Fast forward to the Victorian Age and Cornish miners went global. It was their engineering expertise which opened up the gold fields of the Witwatersrand, Ballarat and the Klondike. Without those brave sons of Kernow, there would have been no gold standard, and international capitalism would have evolved very differently. The brooding cliffside mansions built by the luckier returning miners are now old people’s homes and insufferable boutique hotels. But they are an enduring legacy of Cornwall’s stamp on the world.

Yet, more recently, the economy of a region which was once so progressive has retreated to an almost palaeolithic level. It seems to me that large numbers of people now eke out a living selling surplus organic vegetables from their smallholdings and making primitive handicrafts such as rough-hewn pottery and painted pebbles.

Restarting the mines has the potential to propel Cornwall into the 21st century — as well as provide much-needed local jobs in the formal economy.

But there are powerful forces of conservatism which, I fear, will pounce at the first sign any of these projects achieving commercial success.
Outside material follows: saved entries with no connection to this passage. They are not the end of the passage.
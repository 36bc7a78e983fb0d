//! Fixed-window rate limiting for the write endpoints.
//!
//! The first hit on a key opens a window of `window` length with a count of
//! one. Later hits inside the window are admitted while the count is below
//! the limit; a hit after the window elapsed opens a fresh window. Counters
//! are process-local.

use dashmap::DashMap;
use std::sync::Arc;
use std::time::{Duration, Instant};

pub const IP_WINDOW: Duration = Duration::from_secs(60 * 60);
pub const EMAIL_WINDOW: Duration = Duration::from_secs(24 * 60 * 60);

pub const DEFAULT_PER_IP_PER_HOUR: u32 = 10;
pub const DEFAULT_PER_EMAIL_PER_DAY: u32 = 3;
pub const DEFAULT_RELAXED_MULTIPLIER: u32 = 10;

#[derive(Debug, Clone, Copy)]
struct Counter {
    count: u32,
    reset_at: Instant,
}

/// Outcome of a single counter hit.
#[derive(Debug, Clone, Copy, PartialEq, Eq)]
pub struct RateHit {
    pub allowed: bool,
    /// Count in the current window after this hit.
    pub count: u32,
    /// Time left until the window resets.
    pub retry_after: Duration,
}

/// Registration and cancellation thresholds.
#[derive(Debug, Clone, Copy, PartialEq, Eq)]
pub struct RateLimitPolicy {
    pub per_ip_per_hour: u32,
    pub per_email_per_day: u32,
}

impl Default for RateLimitPolicy {
    fn default() -> Self {
        Self {
            per_ip_per_hour: DEFAULT_PER_IP_PER_HOUR,
            per_email_per_day: DEFAULT_PER_EMAIL_PER_DAY,
        }
    }
}

impl RateLimitPolicy {
    /// Multiply both thresholds, for non-production use.
    pub fn relaxed(self, multiplier: u32) -> Self {
        Self {
            per_ip_per_hour: self.per_ip_per_hour.saturating_mul(multiplier),
            per_email_per_day: self.per_email_per_day.saturating_mul(multiplier),
        }
    }
}

#[derive(Debug, Clone, Copy, PartialEq, Eq)]
pub enum RateLimitReason {
    TooManyFromIp,
    TooManyForEmail,
}

impl RateLimitReason {
    pub fn message(&self) -> &'static str {
        match self {
            RateLimitReason::TooManyFromIp => {
                "Too many requests from this address. Please try again later."
            }
            RateLimitReason::TooManyForEmail => {
                "Too many registration attempts for this email. Please try again later."
            }
        }
    }
}

impl std::fmt::Display for RateLimitReason {
    fn fmt(&self, f: &mut std::fmt::Formatter<'_>) -> std::fmt::Result {
        f.write_str(self.message())
    }
}

#[derive(Debug, Clone, Copy, PartialEq, Eq)]
pub struct RateDecision {
    pub allowed: bool,
    pub reason: Option<RateLimitReason>,
    pub retry_after: Option<Duration>,
}

impl RateDecision {
    fn allow() -> Self {
        Self {
            allowed: true,
            reason: None,
            retry_after: None,
        }
    }

    fn reject(reason: RateLimitReason, retry_after: Duration) -> Self {
        Self {
            allowed: false,
            reason: Some(reason),
            retry_after: Some(retry_after),
        }
    }
}

#[derive(Debug, Clone)]
pub struct RateLimiter {
    policy: RateLimitPolicy,
    counters: Arc<DashMap<String, Counter>>,
}

impl RateLimiter {
    pub fn new(policy: RateLimitPolicy) -> Self {
        Self {
            policy,
            counters: Arc::new(DashMap::new()),
        }
    }

    pub fn policy(&self) -> RateLimitPolicy {
        self.policy
    }

    pub fn check(&self, identifier: &str, limit: u32, window: Duration) -> bool {
        self.check_at(identifier, limit, window, Instant::now())
    }

    pub fn check_at(&self, identifier: &str, limit: u32, window: Duration, now: Instant) -> bool {
        self.hit_at(identifier, limit, window, now).allowed
    }

    /// Record a hit on `identifier` and report whether it is admitted.
    pub fn hit_at(&self, identifier: &str, limit: u32, window: Duration, now: Instant) -> RateHit {
        let mut counter = self
            .counters
            .entry(identifier.to_string())
            .or_insert(Counter {
                count: 0,
                reset_at: now + window,
            });

        if now > counter.reset_at {
            counter.count = 0;
            counter.reset_at = now + window;
        }

        let retry_after = counter.reset_at.saturating_duration_since(now);
        if counter.count < limit {
            counter.count += 1;
            RateHit {
                allowed: true,
                count: counter.count,
                retry_after,
            }
        } else {
            RateHit {
                allowed: false,
                count: counter.count,
                retry_after,
            }
        }
    }

    pub fn check_registration(&self, ip: &str, email: &str) -> RateDecision {
        self.check_registration_at(ip, email, Instant::now())
    }

    /// Per-IP policy first, then per-email; stops at the first rejection.
    pub fn check_registration_at(&self, ip: &str, email: &str, now: Instant) -> RateDecision {
        let by_ip = self.hit_at(
            &format!("ip:{ip}"),
            self.policy.per_ip_per_hour,
            IP_WINDOW,
            now,
        );
        if !by_ip.allowed {
            return RateDecision::reject(RateLimitReason::TooManyFromIp, by_ip.retry_after);
        }

        let email = email.trim().to_lowercase();
        let by_email = self.hit_at(
            &format!("email:{email}"),
            self.policy.per_email_per_day,
            EMAIL_WINDOW,
            now,
        );
        if !by_email.allowed {
            return RateDecision::reject(RateLimitReason::TooManyForEmail, by_email.retry_after);
        }

        RateDecision::allow()
    }

    pub fn check_cancellation(&self, ip: &str) -> RateDecision {
        self.check_cancellation_at(ip, Instant::now())
    }

    /// Per-IP policy on its own key space, so cancellations do not eat into
    /// the registration budget.
    pub fn check_cancellation_at(&self, ip: &str, now: Instant) -> RateDecision {
        let hit = self.hit_at(
            &format!("cancel-ip:{ip}"),
            self.policy.per_ip_per_hour,
            IP_WINDOW,
            now,
        );
        if hit.allowed {
            RateDecision::allow()
        } else {
            RateDecision::reject(RateLimitReason::TooManyFromIp, hit.retry_after)
        }
    }

    pub fn sweep(&self) -> usize {
        self.sweep_at(Instant::now())
    }

    /// Drop counters whose window has elapsed. Returns how many were dropped.
    pub fn sweep_at(&self, now: Instant) -> usize {
        let before = self.counters.len();
        self.counters.retain(|_, counter| now <= counter.reset_at);
        before.saturating_sub(self.counters.len())
    }

    pub fn len(&self) -> usize {
        self.counters.len()
    }

    pub fn is_empty(&self) -> bool {
        self.counters.is_empty()
    }
}
//! Events API client (marketing site frontend → seatline server).

use reqwest::Client;
use url::Url;

use super::{ClientError, parse_response};
use crate::objects::{
    CancelRequest, CancelResponse, ClearCacheRequest, ClearCacheResponse, EventResponse,
    RegisterRequest, RegistrationResponse,
};

/// Typed HTTP client for the `/events` endpoints.
#[derive(Debug, Clone)]
pub struct EventsClient {
    http: Client,
    base_url: Url,
}

impl EventsClient {
    /// Create a new `EventsClient` rooted at `base_url`.
    pub fn new(base_url: Url) -> Self {
        Self {
            http: Client::new(),
            base_url,
        }
    }

    /// Replace the default `reqwest::Client` with a custom one.
    pub fn with_http_client(mut self, client: Client) -> Self {
        self.http = client;
        self
    }

    /// `GET /events` – list active events with registration counts.
    pub async fn list_events(&self) -> Result<Vec<EventResponse>, ClientError> {
        let url = self.base_url.join("/events")?;
        let resp = self.http.get(url).send().await?;
        parse_response(resp).await
    }

    /// `GET /events/{id}` – a single event with its registration count.
    pub async fn get_event(&self, event_id: &str) -> Result<EventResponse, ClientError> {
        let url = self
            .base_url
            .join(&format!("/events/{}", urlencoding::encode(event_id)))?;
        let resp = self.http.get(url).send().await?;
        parse_response(resp).await
    }

    /// `POST /events/register` – register an attendee.
    pub async fn register(
        &self,
        request: &RegisterRequest,
    ) -> Result<RegistrationResponse, ClientError> {
        let url = self.base_url.join("/events/register")?;
        let resp = self.http.post(url).json(request).send().await?;
        parse_response(resp).await
    }

    /// `POST /events/cancel` – cancel by ticket number or email.
    pub async fn cancel(&self, request: &CancelRequest) -> Result<CancelResponse, ClientError> {
        let url = self.base_url.join("/events/cancel")?;
        let resp = self.http.post(url).json(request).send().await?;
        parse_response(resp).await
    }

    /// `POST /events/clear-cache` – drop cached event views.
    pub async fn clear_cache(
        &self,
        request: &ClearCacheRequest,
    ) -> Result<ClearCacheResponse, ClientError> {
        let url = self.base_url.join("/events/clear-cache")?;
        let resp = self.http.post(url).json(request).send().await?;
        parse_response(resp).await
    }
}
use crate::framework::DatabaseProcessor;
use kanau::processor::Processor;
use seatline_sdk::objects::EventResponse;
use time::OffsetDateTime;

/// An event attendees can register for.
///
/// Ids are assigned externally (seed catalogue). A `capacity` of zero or
/// less means unlimited.
#[derive(Debug, Clone, PartialEq, Eq, sqlx::FromRow)]
pub struct Event {
    pub id: String,
    pub name: String,
    pub description: String,
    pub starts_at: OffsetDateTime,
    pub ends_at: OffsetDateTime,
    pub location: String,
    pub capacity: i32,
    pub active: bool,
}

impl Event {
    pub fn is_unlimited(&self) -> bool {
        self.capacity <= 0
    }
}

/// An event joined with the number of non-cancelled registrations.
#[derive(Debug, Clone, PartialEq, Eq, sqlx::FromRow)]
pub struct EventWithCount {
    #[sqlx(flatten)]
    pub event: Event,
    pub registration_count: i64,
}

impl EventWithCount {
    /// Remaining places, or `None` for unlimited events.
    pub fn spots_left(&self) -> Option<i64> {
        if self.event.is_unlimited() {
            None
        } else {
            Some((i64::from(self.event.capacity) - self.registration_count).max(0))
        }
    }

    pub fn is_full(&self) -> bool {
        !self.event.is_unlimited() && self.registration_count >= i64::from(self.event.capacity)
    }

    pub fn to_response(&self) -> EventResponse {
        EventResponse {
            id: self.event.id.clone(),
            name: self.event.name.clone(),
            description: self.event.description.clone(),
            starts_at: self.event.starts_at.unix_timestamp(),
            ends_at: self.event.ends_at.unix_timestamp(),
            location: self.event.location.clone(),
            capacity: self.event.capacity,
            registration_count: self.registration_count,
            spots_left: self.spots_left(),
        }
    }
}

const EVENT_WITH_COUNT_SELECT: &str = r#"
    SELECT
        e.id,
        e.name,
        e.description,
        e.starts_at,
        e.ends_at,
        e.location,
        e.capacity,
        e.active,
        COUNT(r.id) FILTER (WHERE r.status <> 'cancelled') AS registration_count
    FROM events e
    LEFT JOIN registrations r ON r.event_id = e.id
"#;

#[derive(Debug, Clone)]
/// List active events with their registration counts, soonest first.
pub struct ListEventsWithCounts;

impl Processor<ListEventsWithCounts> for DatabaseProcessor {
    type Output = Vec<EventWithCount>;
    type Error = sqlx::Error;
    #[tracing::instrument(skip_all, err, name = "SQL:ListEventsWithCounts")]
    async fn process(&self, _: ListEventsWithCounts) -> Result<Vec<EventWithCount>, sqlx::Error> {
        let query = format!(
            "{EVENT_WITH_COUNT_SELECT} WHERE e.active = true GROUP BY e.id ORDER BY e.starts_at ASC"
        );
        let events = sqlx::query_as::<_, EventWithCount>(&query)
            .fetch_all(&self.pool)
            .await?;
        Ok(events)
    }
}

#[derive(Debug, Clone)]
/// Fetch a single event (active or not) together with its registration count.
///
/// Capacity and count come from the same statement so they are consistent
/// with each other.
pub struct GetEventWithCount {
    pub event_id: String,
}

impl Processor<GetEventWithCount> for DatabaseProcessor {
    type Output = Option<EventWithCount>;
    type Error = sqlx::Error;
    #[tracing::instrument(skip_all, err, name = "SQL:GetEventWithCount")]
    async fn process(
        &self,
        query: GetEventWithCount,
    ) -> Result<Option<EventWithCount>, sqlx::Error> {
        let sql = format!("{EVENT_WITH_COUNT_SELECT} WHERE e.id = $1 GROUP BY e.id");
        let event = sqlx::query_as::<_, EventWithCount>(&sql)
            .bind(query.event_id)
            .fetch_optional(&self.pool)
            .await?;
        Ok(event)
    }
}

#[derive(Debug, Clone)]
/// Insert an event or overwrite every column of an existing one.
pub struct UpsertEvent {
    pub event: Event,
}

impl Processor<UpsertEvent> for DatabaseProcessor {
    type Output = ();
    type Error = sqlx::Error;
    #[tracing::instrument(skip_all, err, name = "SQL:UpsertEvent")]
    async fn process(&self, cmd: UpsertEvent) -> Result<(), sqlx::Error> {
        let UpsertEvent { event } = cmd;
        sqlx::query(
            r#"
            INSERT INTO events (id, name, description, starts_at, ends_at, location, capacity, active)
            VALUES ($1, $2, $3, $4, $5, $6, $7, $8)
            ON CONFLICT (id) DO UPDATE SET
                name = EXCLUDED.name,
                description = EXCLUDED.description,
                starts_at = EXCLUDED.starts_at,
                ends_at = EXCLUDED.ends_at,
                location = EXCLUDED.location,
                capacity = EXCLUDED.capacity,
                active = EXCLUDED.active
            "#,
        )
        .bind(event.id)
        .bind(event.name)
        .bind(event.description)
        .bind(event.starts_at)
        .bind(event.ends_at)
        .bind(event.location)
        .bind(event.capacity)
        .bind(event.active)
        .execute(&self.pool)
        .await?;
        Ok(())
    }
}

#[derive(Debug, Clone)]
/// Cheap round-trip used by the health endpoint.
pub struct PingDatabase;

impl Processor<PingDatabase> for DatabaseProcessor {
    type Output = ();
    type Error = sqlx::Error;
    async fn process(&self, _: PingDatabase) -> Result<(), sqlx::Error> {
        sqlx::query("SELECT 1").execute(&self.pool).await?;
        Ok(())
    }
}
Cornwall’s two largest landowners are the Duchy of Cornwall and the National Trust, and people of property are disproportionately retired emmets from upcountry. By and large, they would all rather like Cornwall to remain a faux-antediluvian paradise.

Right now, opposition is muted. It is hard to challenge the principle of investments which align so closely with the government’s official green growth and net zero agendas. And, frankly, we still are talking about pretty tiny pilot projects.

But, if things scale up, it could get edgy. Larger lithium projects in Serbia and Portugal have both caused major political scandals. And it is easy to see how British officialdom’s love of the suffocating “precautionary principle” could stifle success. (More newt tunnels or bat sanctuaries, anyone?)

The hard truth is this. Real economic growth that benefits the many rarely comes with a Farrow & Ball colour chart. The historic reality of the Cornish mines was one of life-shortening hard labour and nerve-jangling danger. I am not saying we must return to those days. 

But, in a world that’s getting uglier, we may need to let go of our obsession with the twee and the picturesque.